# About this task
The output must reproduce each line of the data word for word.

═══ Source data

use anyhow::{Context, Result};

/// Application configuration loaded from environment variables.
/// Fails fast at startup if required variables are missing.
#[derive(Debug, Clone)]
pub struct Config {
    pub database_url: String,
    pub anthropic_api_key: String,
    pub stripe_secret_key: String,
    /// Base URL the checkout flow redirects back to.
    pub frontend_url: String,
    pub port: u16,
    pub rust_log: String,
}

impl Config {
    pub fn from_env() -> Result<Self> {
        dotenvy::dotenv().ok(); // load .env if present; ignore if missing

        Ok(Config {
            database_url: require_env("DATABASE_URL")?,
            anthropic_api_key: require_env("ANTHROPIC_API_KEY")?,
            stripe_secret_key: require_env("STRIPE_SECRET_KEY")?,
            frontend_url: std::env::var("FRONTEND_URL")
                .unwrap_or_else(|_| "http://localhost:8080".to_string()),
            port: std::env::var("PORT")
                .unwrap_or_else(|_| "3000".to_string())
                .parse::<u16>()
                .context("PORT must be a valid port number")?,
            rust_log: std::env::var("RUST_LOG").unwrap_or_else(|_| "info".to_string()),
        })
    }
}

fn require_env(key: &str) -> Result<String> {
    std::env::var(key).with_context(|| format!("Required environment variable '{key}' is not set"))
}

══════

# Response for this exercise
use anyhow::{Context, Result};

/// Application configuration loaded from environment variables.
/// Fails fast at startup if required variables are missing.
#[derive(Debug, Clone)]
pub struct Config {
    pub database_url: String,
    pub anthropic_api_key: String,
    pub stripe_secret_key: String,
    /// Base URL the checkout flow redirects back to.
    pub frontend_url: String,
    pub port: u16,
    pub rust_log: String,
}

impl Config {
    pub fn from_env() -> Result<Self> {
        dotenvy::dotenv().ok(); // load .env if present; ignore if missing

        Ok(Config {
            database_url: require_env("DATABASE_URL")?,
            anthropic_api_key: require_env("ANTHROPIC_API_KEY")?,
            stripe_secret_key: require_env("STRIPE_SECRET_KEY")?,
            frontend_url: std::env::var("FRONTEND_URL")
                .unwrap_or_else(|_| "http://localhost:8080".to_string()),
            port: std::env::var("PORT")
                .unwrap_or_else(|_| "3000".to_string())
                .parse::<u16>()
                .context("PORT must be a valid port number")?,
            rust_log: std::env::var("RUST_LOG").unwrap_or_else(|_| "info".to_string()),
        })
    }
}

fn require_env(key: &str) -> Result<String> {
    std::env::var(key).with_context(|| format!("Required environment variable '{key}' is not set"))
}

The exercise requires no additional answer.